In this Agreement, the masculine, feminine and neuter genders and
the singular and the plural include one another. The section headings in this
Agreement are for the convenience of the parties only and will not affect the
construction or interpretation of this Agreement. This Agreement may be amended
or modified, and the observance of any term of this Agreement may be waived,
only by a writing signed by the Company and you.
-28-
If the foregoing is in accordance with your understanding of our
agreement, kindly sign and return to us the enclosed copies hereof, whereupon it
will become a binding agreement between the Company and the Underwriter, all in
accordance with its terms.
Very truly yours,
FLEXTRONICS INTERNATIONAL LTD.
By: /Xxxxxx Xxxxx/
-----------------------------------
Name: Xxxxxx Xxxxx
Title: Chief Financial Officer
The foregoing Underwriting
Agreement is hereby confirmed and
accepted by us in San Francisco,
California as of the date first above written.

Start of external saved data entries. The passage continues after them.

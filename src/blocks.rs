//! Nearest-block downsampling for a chunky, low-poly look.
//!
//! The output keeps the input resolution; every cell takes the value of the
//! top-left cell of the block it falls in.

use crate::grid::HeightField;

/// Representative coordinate of `coord`'s block, clamped to the grid.
fn representative(coord: usize, block_size: usize, extent: usize) -> usize {
    ((coord / block_size) * block_size).min(extent - 1)
}

/// Replace each cell with its block's floor-aligned representative.
/// A block size of 0 is treated as 1; block size 1 returns an identical field.
pub fn apply_blocks(field: &HeightField, block_size: usize) -> HeightField {
    let block_size = block_size.max(1);
    if block_size == 1 {
        return field.clone();
    }

    let mut blocky = field.clone();
    for (x, y, value) in blocky.iter_mut() {
        let sx = representative(x, block_size, field.width);
        let sy = representative(y, block_size, field.height);
        *value = *field.get(sx, sy);
    }
    blocky
}
//! Seed handling for noise synthesis.
//!
//! Every octave samples the noise at its own 2D offset. The offsets come from a
//! ChaCha stream keyed by the seed, so the same seed always yields the same
//! offsets regardless of platform or call order.

use rand::{Rng, SeedableRng};
use rand_chacha::ChaCha8Rng;

/// Range of the random part of each octave offset.
const OFFSET_RANGE: std::ops::Range<i32> = -100_000..100_000;

/// Per-octave sample offsets for one generation.
#[derive(Clone, Debug, PartialEq)]
pub struct OctaveOffsets {
    offsets: Vec<(f64, f64)>,
}

impl OctaveOffsets {
    /// Draw `octaves` offsets from the seed and shift them by the user pan.
    /// The pan is added on x and subtracted on y so that a positive y offset
    /// moves the pattern up in image space.
    pub fn new(seed: i64, octaves: u32, pan: (f32, f32)) -> Self {
        let mut rng = ChaCha8Rng::seed_from_u64(seed as u64);
        let offsets = (0..octaves)
            .map(|_| {
                let ox = rng.gen_range(OFFSET_RANGE) as f64 + pan.0 as f64;
                let oy = rng.gen_range(OFFSET_RANGE) as f64 - pan.1 as f64;
                (ox, oy)
            })
            .collect();
        Self { offsets }
    }

    pub fn len(&self) -> usize {
        self.offsets.len()
    }

    pub fn is_empty(&self) -> bool {
        self.offsets.is_empty()
    }

    pub fn get(&self, octave: usize) -> (f64, f64) {
        self.offsets[octave]
    }

    pub fn iter(&self) -> impl Iterator<Item = &(f64, f64)> {
        self.offsets.iter()
    }
}

/// Seed for the gradient permutation table, folded down from the user seed.
pub fn permutation_seed(seed: i64) -> u32 {
    let s = seed as u64;
    (s ^ (s >> 32)) as u32
}

#[cfg(test)]
mod tests {
    use super::*;

    #[test]
    fn test_deterministic_offsets() {
        let a = OctaveOffsets::new(12345, 6, (0.0, 0.0));
        let b = OctaveOffsets::new(12345, 6, (0.0, 0.0));
        assert_eq!(a, b);
    }

    #[test]
    fn test_different_seeds_differ() {
        let a = OctaveOffsets::new(1, 4, (0.0, 0.0));
        let b = OctaveOffsets::new(2, 4, (0.0, 0.0));
        assert_ne!(a, b);
    }

    #[test]
    fn test_prefix_stable_across_octave_count() {
        // Adding octaves must not reshuffle the earlier ones.
        let short = OctaveOffsets::new(7, 2, (0.0, 0.0));
        let long = OctaveOffsets::new(7, 5, (0.0, 0.0));
        assert_eq!(short.get(0), long.get(0));
        assert_eq!(short.get(1), long.get(1));
    }

    #[test]
    fn test_pan_direction() {
        let base = OctaveOffsets::new(3, 1, (0.0, 0.0)).get(0);
        let panned = OctaveOffsets::new(3, 1, (10.0, 10.0)).get(0);
        assert_eq!(panned.0, base.0 + 10.0);
        assert_eq!(panned.1, base.1 - 10.0);
    }

    #[test]
    fn test_zero_octaves() {
        assert!(OctaveOffsets::new(3, 0, (0.0, 0.0)).is_empty());
    }
}
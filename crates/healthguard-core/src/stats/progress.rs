use chrono::NaiveDate;
use serde::Serialize;

use super::{rounded_div, Goals};
use crate::records::DailyRecord;

/// Completion of a single day against the goals, in percent.
///
/// Percentages are not capped: 3000 ml against a 2000 ml goal is 150.
#[derive(Debug, Clone, Copy, PartialEq, Eq, Serialize)]
pub struct DayProgress {
    pub date: NaiveDate,
    pub water_amount: u64,
    pub stand_count: u64,
    pub water_percent: u64,
    pub stand_percent: u64,
    /// Mean of the two percentages.
    pub overall_percent: u64,
}

impl DayProgress {
    pub fn for_record(record: &DailyRecord, goals: Goals) -> Self {
        let water_percent = percent(record.water_amount, goals.water_ml);
        let stand_percent = percent(record.stand_count, goals.stand_count);
        Self {
            date: record.date,
            water_amount: record.water_amount,
            stand_count: record.stand_count,
            water_percent,
            stand_percent,
            overall_percent: rounded_div(u128::from(water_percent) + u128::from(stand_percent), 2),
        }
    }
}

fn percent(value: u64, goal: u64) -> u64 {
    if goal == 0 {
        return 0;
    }
    rounded_div(100 * u128::from(value), u128::from(goal))
}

Banc of America Securities LLC
By BANC OF AMERICA SECURITIES LLC
By: /Xxxxxxx X. Xxxxx/
-----------------------------------
Name: Xxxxxxx X. Xxxxx
Title: Managing Director
SCHEDULE A
Number of Firm
Common Shares
Underwriter to be Purchased
----------- ---------------
Banc of America Securities LLC..................................... 20,000,000
TOTAL: 20,000,000
==========
SCHEDULE B
Subsidiaries
Flextronics International USA, Inc. (California)
Flextronics International Kft. (Hungary)
Flextronics International Sweden AB (Sweden)
Flextronics International Latin America (L), Ltd (Labuan)
-31-
SCHEDULE C
Executive officers and directors subject to the Lock-Up Agreement
Xxxxxxx X. XxXxxxxx
Xxxxxx X. Xxxxx
Xxxxxxx X. Xxxxx
Xxxxxx Xxxxx
Goh Xxxxx Xxx Xxxxxx
Exhibit A
All captioned terms used herein but not defined shall have the
meaning ascribed to such term in the Underwriting Agreement.
Opinion of counsel for the Company to be delivered pursuant to
Section 7(c)(i) of the Underwriting Agreement.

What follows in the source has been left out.